Editorial
Los caminos de la muerte
Son fenómenos sin conexión evidente: la carnicería que se desarrolla, imparable y creciente, en Irak, y que ayer cobró dos centenares de víctimas; la descontrolada violencia vinculada al narcotráfico que sacude a México y que llega a colmos como las mortíferas balaceras ocurridas ayer en el Hospital General de Tijuana y las matanzas recurrentes en centros de enseñanza de Estados Unidos, como la acontecida el lunes pasado en la Universidad Tecnológica de Virginia. Pero esas realidades de destrucción y muerte están relacionadas por un factor común: son, en los tres casos, producto de decisiones y estrategias del gobierno del país vecino.

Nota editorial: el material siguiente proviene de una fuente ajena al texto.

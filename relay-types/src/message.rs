//! Transport message wrappers.
//!
//! A [`MessageTemplate`] is the unsigned form handed to the identity
//! provider; signing assigns the final id and authentication proof,
//! producing a [`SignedMessage`] ready to publish.

use serde::{Deserialize, Serialize};

use crate::{MessageId, TagSet};

/// Wire kind number for snapshot messages.
pub const SNAPSHOT_KIND: u32 = 30333;

/// Wire kind number for receipt messages (payload shape only; no dispatch).
pub const RECEIPT_KIND: u32 = 30334;

/// An unsigned message: everything but the transport identity.
#[derive(Debug, Clone, PartialEq, Eq, Serialize, Deserialize)]
pub struct MessageTemplate {
    /// Wire message kind.
    pub kind: u32,
    /// Creation time (seconds).
    pub created_at: u64,
    /// Addressing and filtering tags.
    pub tags: TagSet,
    /// Encrypted serialized payload.
    pub content: String,
}

/// A signed, publishable transport message.
///
/// The content is encrypted and opaque to the transport; the tags carry
/// everything needed for addressing and cheap winner selection.
#[derive(Debug, Clone, PartialEq, Eq, Serialize, Deserialize)]
pub struct SignedMessage {
    /// Identifier assigned by the identity provider at signing time.
    pub id: MessageId,
    /// Author's public identity.
    pub pubkey: String,
    /// Wire message kind.
    pub kind: u32,
    /// Transport-assigned creation time (seconds).
    pub created_at: u64,
    /// Addressing and filtering tags.
    pub tags: TagSet,
    /// Encrypted serialized payload.
    pub content: String,
    /// Authentication proof over the message.
    pub sig: String,
}
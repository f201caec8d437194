//! Validation of `.env` files against a JSON schema of required keys.

mod check;
mod report;
mod schema;

pub use check::{check_pairs, validate_files, FileReport, ValidationReport};
pub use report::{render_report, render_schema_header};
pub use schema::{Schema, DEFAULT_SCHEMA};
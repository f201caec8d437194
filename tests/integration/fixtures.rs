//! Test fixtures for integration tests.
//!
//! Provides scratch project directories and a binary runner isolated from
//! the developer's own configuration.

use std::fs;
use std::path::{Path, PathBuf};

use assert_cmd::cargo::cargo_bin_cmd;
use assert_cmd::Command;
use tempfile::TempDir;

/// `A.env` from the canonical two-file scenario.
pub const A_ENV: &str = "PORT=3000\nHOST=localhost\n";

/// `B.env` from the canonical two-file scenario.
pub const B_ENV: &str = "PORT=4000\nDEBUG=true\n";

/// A scratch working directory with its own fake home.
pub struct Project {
    dir: TempDir,
    home: TempDir,
}

impl Project {
    /// Root of the project.
    pub fn path(&self) -> &Path {
        self.dir.path()
    }

    /// Absolute path of a file in the project.
    pub fn file(&self, name: &str) -> PathBuf {
        self.dir.path().join(name)
    }

    /// Write a file into the project.
    pub fn write(&self, name: &str, content: &str) -> &Self {
        fs::write(self.file(name), content).expect("Failed to write fixture file");
        self
    }

    /// Read a file from the project.
    pub fn read(&self, name: &str) -> String {
        fs::read_to_string(self.file(name))
            .unwrap_or_else(|e| panic!("Failed to read {name}: {e}"))
    }

    /// Check whether a file exists in the project.
    pub fn exists(&self, name: &str) -> bool {
        self.file(name).exists()
    }

    /// Write a user-level config file under the fake home.
    pub fn write_user_config(&self, content: &str) {
        let dir = self.home.path().join(".config").join("configforge");
        fs::create_dir_all(&dir).expect("Failed to create config dir");
        fs::write(dir.join("config.toml"), content).expect("Failed to write user config");
    }

    /// A command running the binary inside the project.
    pub fn cmd(&self) -> Command {
        let mut cmd = cargo_bin_cmd!("configforge");
        cmd.current_dir(self.path())
            .env("HOME", self.home.path())
            .env("XDG_CONFIG_HOME", self.home.path().join(".config"))
            .env_remove("CONFIGFORGE_KEY")
            .env_remove("CONFIGFORGE_LOG")
            .env("NO_COLOR", "1");
        cmd
    }
}

/// Create an empty project.
pub fn create_empty_project() -> Project {
    Project {
        dir: TempDir::new().expect("Failed to create temp directory"),
        home: TempDir::new().expect("Failed to create temp home"),
    }
}

/// Create a project containing the given files.
pub fn create_project(files: &[(&str, &str)]) -> Project {
    let project = create_empty_project();
    for (name, content) in files {
        project.write(name, content);
    }
    project
}

/// Create the `A.env` / `B.env` project.
pub fn create_conflict_project() -> Project {
    create_project(&[("A.env", A_ENV), ("B.env", B_ENV)])
}

/// Create a project with a schema requiring `required`.
pub fn create_project_with_schema(required: &[&str], files: &[(&str, &str)]) -> Project {
    let project = create_project(files);
    let schema = serde_json::json!({ "required": required });
    project.write("config.schema.json", &schema.to_string());
    project
}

La masacre cotidiana que tiene lugar en el territorio iraquí es consecuencia directa de la determinación del presidente George W. Bush de invadir y ocupar, a contrapelo de la legalidad internacional, de las consideraciones humanitarias más elementales y del sentido común, la nación árabe. Ahora, la ocupación militar angloestadunidense es el factor central y principal de la violencia que se abate sobre Irak.
La mortandad generada en América Latina por la guerra contra las drogas es, por su parte, resultado de una estrategia equivocada e hipócrita impuesta por Washington a los otros gobiernos del continente: la prohibición de las sustancias sicotrópicas y la ilegalización de su producción, de su comercio y hasta de su consumo. Al crear de esta manera las condiciones para el desmesurado enriquecimiento de los narcotraficantes, los gobernantes trasladaron el problema de las adicciones del ámbito de la salud pública al policial, militar y de seguridad nacional, y engendraron un monstruo que ahora exhibe un poder económico casi ilimitado, capacidad para corromper funcionarios de todos los niveles y un poder de fuego al menos equiparable al de las instituciones de seguridad pública.
Por lo que hace a los estallidos de violencia individual que cíclicamente estremecen a la sociedad estadunidense -como la matanza perpetrada el lunes en Virginia por un inmigrante surcoreano desequilibrado, que semanas antes compró sin ningún problema una pistola automática y centenares de cartuchos para asesinar a 32 personas- tienen como factor inocultable la desmesurada proliferación de armas de fuego en manos de la población. No debe pasar inadvertido el hecho de que la principal promotora del armamentismo civil, la Asociación Nacional del Rifle, es una organización ultraconservadora estrechamente vinculada al gobernante Partido Republicano. Ha de considerarse, asimismo, que la actual administración permitió que quedaran sin efecto algunas mínimas disposiciones de control adoptadas en tiempos de Bill Clinton para evitar la venta indiscriminada de armas de alto poder.
Las claves para detener toda esta violencia -la de la guerra colonial, la del narcotráfico y la de los homicidios masivos en territorio estadunidense- están en manos de la clase política de Washington. A estas alturas, es claro que la primera condición para detener las atrocidades cotidianas que las fuerzas ocupantes cometen contra la población civil, las sangrientas confrontaciones entre bandos locales, las bajas de las tropas angloestadunidenses y la creciente desintegración del tejido social iraquí, consiste en el inmediato retiro de Irak de las fuerzas ocupantes.
En cuanto a la guerra contra las drogas, la solución está en la historia misma de Estados Unidos: la adopción de la llamada ley seca que prohibía la fabricación y el comercio de bebidas alcohólicas no eliminó ni redujo el alcoholismo, pero generó un mercado negro cuyos operadores desafiaron al Estado durante más de una década y sumieron al país en una ola de violencia delictiva que no pudo ser desactivada más que con la derogación y la despenalización de las bebidas embriagantes. En el continente es tiempo de recuperar la sensatez y reconocer que los problemas de salud pública no pueden ser resueltos por el ejército ni por la policía, y que el combate a las adicciones requiere de estrategias médicas y sociales distintas a la prohibición de las sustancias adictivas.
Por lo pronto, los caminos de la muerte -la guerra en Irak, el combate a las drogas y los cruentos tiroteos en Estados Unidos- tienen algo en común: parten de la Casa Blanca y del Capitolio.
En síntesis, la solución se reduce a que cada individuo y cada sociedad sean libres y responsables de su destino. Todo acto que impone sobre otros el control sobre sus vidas deriva en hechos sangrientos. Dejad que cada quien tenga el régimen que le corresponde como producto de sus acciones, y que cada quien haga con su vida lo que quiera, lo cual como muchas veces, nuevamente nos remite a Benito Juárez: "Entre los individuos como entre las naciones el respeto al derecho ajeno es la paz".